Please copy out every line in the records below that includes the word "ServerCallbacks".

Data to examine Start Marker

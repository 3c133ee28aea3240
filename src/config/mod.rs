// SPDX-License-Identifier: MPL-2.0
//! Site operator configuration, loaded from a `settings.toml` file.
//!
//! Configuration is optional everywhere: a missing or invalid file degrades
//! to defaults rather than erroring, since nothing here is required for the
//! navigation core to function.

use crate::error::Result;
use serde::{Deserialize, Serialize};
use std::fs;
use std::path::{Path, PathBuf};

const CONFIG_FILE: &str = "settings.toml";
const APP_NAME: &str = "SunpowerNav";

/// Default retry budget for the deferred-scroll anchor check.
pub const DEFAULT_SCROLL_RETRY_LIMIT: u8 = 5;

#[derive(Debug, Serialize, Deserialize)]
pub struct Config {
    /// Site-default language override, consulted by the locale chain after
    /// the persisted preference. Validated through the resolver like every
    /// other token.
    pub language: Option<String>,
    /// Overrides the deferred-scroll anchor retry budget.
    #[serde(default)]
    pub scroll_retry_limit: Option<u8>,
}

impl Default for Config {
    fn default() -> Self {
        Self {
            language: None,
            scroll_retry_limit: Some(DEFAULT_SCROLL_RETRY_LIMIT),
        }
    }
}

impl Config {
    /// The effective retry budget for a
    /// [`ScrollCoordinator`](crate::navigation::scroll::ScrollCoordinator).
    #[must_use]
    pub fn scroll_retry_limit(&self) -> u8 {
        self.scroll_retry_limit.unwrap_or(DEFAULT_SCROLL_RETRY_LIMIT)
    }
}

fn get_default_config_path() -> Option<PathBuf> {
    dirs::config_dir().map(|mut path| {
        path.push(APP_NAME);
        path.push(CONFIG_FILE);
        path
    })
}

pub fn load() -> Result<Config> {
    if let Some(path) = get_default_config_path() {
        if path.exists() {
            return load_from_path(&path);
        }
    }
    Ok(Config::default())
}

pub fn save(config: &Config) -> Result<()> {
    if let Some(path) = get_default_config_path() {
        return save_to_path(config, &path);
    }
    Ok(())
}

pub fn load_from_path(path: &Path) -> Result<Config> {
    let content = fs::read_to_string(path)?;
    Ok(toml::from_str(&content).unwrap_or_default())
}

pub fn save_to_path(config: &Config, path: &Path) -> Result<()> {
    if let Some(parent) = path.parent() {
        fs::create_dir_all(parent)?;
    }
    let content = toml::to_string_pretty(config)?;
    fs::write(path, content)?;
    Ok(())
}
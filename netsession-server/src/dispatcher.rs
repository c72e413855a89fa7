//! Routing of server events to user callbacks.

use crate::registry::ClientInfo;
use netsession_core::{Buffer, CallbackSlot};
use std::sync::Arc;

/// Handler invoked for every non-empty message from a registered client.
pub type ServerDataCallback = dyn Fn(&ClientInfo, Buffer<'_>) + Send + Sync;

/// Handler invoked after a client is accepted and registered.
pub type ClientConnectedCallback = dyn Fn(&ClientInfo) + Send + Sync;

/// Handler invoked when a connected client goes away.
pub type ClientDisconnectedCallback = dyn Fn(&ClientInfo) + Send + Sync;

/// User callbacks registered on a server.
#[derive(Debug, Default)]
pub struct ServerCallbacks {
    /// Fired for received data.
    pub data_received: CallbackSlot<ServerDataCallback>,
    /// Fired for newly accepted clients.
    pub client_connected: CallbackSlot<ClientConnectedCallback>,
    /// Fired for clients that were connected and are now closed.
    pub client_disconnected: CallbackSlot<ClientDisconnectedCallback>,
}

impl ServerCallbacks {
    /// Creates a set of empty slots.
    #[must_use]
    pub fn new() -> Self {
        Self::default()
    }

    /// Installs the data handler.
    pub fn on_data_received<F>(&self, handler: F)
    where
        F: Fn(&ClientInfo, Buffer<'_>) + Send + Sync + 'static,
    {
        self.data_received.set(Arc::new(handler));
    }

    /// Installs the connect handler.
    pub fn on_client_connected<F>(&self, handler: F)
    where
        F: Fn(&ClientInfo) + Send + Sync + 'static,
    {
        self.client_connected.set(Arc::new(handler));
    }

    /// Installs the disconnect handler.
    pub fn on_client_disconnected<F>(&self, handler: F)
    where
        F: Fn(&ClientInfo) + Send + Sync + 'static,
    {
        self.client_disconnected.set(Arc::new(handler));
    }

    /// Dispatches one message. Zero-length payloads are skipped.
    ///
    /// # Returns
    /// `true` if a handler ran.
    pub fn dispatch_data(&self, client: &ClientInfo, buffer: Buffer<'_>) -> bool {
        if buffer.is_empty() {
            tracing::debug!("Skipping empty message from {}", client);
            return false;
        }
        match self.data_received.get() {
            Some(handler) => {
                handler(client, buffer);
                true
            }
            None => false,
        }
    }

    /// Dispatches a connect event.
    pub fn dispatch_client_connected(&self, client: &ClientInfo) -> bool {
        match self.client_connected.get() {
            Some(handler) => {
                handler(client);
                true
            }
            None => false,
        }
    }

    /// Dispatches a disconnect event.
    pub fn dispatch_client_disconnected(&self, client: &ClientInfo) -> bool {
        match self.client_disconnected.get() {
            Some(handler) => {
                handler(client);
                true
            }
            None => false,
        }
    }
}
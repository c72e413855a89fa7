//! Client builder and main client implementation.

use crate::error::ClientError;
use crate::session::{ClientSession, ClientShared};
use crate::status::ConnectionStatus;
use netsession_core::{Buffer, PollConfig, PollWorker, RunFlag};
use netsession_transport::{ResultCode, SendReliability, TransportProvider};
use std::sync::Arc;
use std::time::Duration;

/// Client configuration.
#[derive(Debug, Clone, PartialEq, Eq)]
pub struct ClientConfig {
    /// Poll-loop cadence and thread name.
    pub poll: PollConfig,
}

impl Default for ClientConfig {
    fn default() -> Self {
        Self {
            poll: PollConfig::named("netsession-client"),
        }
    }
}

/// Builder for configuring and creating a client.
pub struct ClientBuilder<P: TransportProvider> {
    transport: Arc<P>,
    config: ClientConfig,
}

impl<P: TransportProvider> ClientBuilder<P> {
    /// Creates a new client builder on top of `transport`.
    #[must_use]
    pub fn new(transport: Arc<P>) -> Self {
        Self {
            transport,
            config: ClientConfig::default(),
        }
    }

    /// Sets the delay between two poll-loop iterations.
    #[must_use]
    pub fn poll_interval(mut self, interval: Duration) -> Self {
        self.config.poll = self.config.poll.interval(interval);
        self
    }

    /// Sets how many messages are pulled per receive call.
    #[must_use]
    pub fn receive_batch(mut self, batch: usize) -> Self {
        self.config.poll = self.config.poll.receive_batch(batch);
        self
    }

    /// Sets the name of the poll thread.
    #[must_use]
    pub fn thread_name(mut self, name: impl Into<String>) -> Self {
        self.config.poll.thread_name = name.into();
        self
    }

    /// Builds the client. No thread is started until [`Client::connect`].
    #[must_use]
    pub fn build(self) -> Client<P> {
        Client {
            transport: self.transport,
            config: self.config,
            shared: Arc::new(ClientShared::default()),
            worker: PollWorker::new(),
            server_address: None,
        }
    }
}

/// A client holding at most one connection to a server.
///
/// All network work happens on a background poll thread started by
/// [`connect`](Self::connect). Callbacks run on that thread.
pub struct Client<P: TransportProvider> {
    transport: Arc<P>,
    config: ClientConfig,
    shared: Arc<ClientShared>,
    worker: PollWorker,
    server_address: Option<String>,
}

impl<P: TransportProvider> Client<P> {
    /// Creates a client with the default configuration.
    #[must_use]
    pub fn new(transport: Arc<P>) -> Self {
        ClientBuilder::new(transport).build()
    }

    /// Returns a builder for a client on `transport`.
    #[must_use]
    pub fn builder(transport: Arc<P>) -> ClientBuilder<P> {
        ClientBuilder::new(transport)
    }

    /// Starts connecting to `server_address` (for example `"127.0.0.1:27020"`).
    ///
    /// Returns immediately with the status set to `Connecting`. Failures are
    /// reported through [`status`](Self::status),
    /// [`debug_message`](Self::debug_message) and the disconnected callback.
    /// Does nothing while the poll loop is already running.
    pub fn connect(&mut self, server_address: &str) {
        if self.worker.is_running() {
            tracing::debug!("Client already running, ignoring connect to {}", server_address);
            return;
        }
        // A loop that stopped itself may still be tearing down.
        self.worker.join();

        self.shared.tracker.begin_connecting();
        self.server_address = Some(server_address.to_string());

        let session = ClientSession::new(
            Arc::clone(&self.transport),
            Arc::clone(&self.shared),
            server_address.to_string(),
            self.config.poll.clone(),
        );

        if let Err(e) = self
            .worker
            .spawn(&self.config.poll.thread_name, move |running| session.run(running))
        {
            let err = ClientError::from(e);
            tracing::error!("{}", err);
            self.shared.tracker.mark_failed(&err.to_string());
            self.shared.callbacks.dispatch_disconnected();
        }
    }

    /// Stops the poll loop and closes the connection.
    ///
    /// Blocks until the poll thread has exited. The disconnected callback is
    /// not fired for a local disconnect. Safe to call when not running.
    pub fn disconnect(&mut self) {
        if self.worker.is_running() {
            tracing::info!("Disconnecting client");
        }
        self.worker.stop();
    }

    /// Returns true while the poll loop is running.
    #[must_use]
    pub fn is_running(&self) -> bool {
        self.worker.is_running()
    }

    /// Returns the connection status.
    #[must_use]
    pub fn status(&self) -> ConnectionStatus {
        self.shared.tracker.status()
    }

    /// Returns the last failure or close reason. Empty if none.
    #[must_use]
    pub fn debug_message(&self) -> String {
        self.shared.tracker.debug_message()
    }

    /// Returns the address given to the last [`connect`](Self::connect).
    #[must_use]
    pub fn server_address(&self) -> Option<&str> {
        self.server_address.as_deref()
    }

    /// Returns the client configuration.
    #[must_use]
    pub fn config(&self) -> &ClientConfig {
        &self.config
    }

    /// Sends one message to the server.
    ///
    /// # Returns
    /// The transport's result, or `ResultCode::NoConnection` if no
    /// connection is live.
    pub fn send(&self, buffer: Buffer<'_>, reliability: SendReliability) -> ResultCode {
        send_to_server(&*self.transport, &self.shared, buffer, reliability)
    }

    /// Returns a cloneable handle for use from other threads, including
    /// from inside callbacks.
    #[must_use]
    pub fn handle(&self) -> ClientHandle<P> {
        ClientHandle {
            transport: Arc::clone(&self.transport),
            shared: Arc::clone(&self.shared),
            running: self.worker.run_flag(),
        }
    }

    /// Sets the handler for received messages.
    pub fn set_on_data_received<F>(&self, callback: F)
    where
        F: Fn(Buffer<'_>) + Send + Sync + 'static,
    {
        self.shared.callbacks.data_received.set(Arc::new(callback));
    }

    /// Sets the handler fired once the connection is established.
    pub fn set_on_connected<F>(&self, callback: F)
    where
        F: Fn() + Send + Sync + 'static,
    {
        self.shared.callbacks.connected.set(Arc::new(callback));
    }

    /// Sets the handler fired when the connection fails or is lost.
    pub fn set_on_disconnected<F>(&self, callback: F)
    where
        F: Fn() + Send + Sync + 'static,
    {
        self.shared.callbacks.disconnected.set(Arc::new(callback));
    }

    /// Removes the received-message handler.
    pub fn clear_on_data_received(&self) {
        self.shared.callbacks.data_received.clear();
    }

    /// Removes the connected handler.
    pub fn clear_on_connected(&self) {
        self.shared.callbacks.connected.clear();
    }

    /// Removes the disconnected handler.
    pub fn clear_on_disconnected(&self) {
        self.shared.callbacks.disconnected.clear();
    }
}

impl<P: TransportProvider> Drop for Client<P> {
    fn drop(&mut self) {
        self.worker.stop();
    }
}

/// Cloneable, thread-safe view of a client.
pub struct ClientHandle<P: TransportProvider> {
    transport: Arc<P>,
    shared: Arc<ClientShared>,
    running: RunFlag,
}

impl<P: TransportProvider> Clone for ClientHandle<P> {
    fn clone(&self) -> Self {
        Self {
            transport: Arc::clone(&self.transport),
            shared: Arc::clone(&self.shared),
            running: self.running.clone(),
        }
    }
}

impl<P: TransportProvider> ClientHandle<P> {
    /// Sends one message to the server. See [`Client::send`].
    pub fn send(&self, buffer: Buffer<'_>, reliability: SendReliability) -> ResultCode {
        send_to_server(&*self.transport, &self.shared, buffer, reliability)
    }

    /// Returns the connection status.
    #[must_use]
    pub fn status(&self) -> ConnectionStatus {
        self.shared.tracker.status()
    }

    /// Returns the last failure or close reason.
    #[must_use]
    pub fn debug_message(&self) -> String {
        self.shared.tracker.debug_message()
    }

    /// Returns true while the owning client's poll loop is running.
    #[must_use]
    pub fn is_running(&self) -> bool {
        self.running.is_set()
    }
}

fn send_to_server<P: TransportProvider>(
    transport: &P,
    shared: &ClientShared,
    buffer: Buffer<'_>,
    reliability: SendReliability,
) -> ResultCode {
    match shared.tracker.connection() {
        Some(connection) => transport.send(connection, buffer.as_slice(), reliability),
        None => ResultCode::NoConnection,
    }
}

Data to examine End Marker

> **Solution for this problem**
pub struct ServerCallbacks {
impl ServerCallbacks {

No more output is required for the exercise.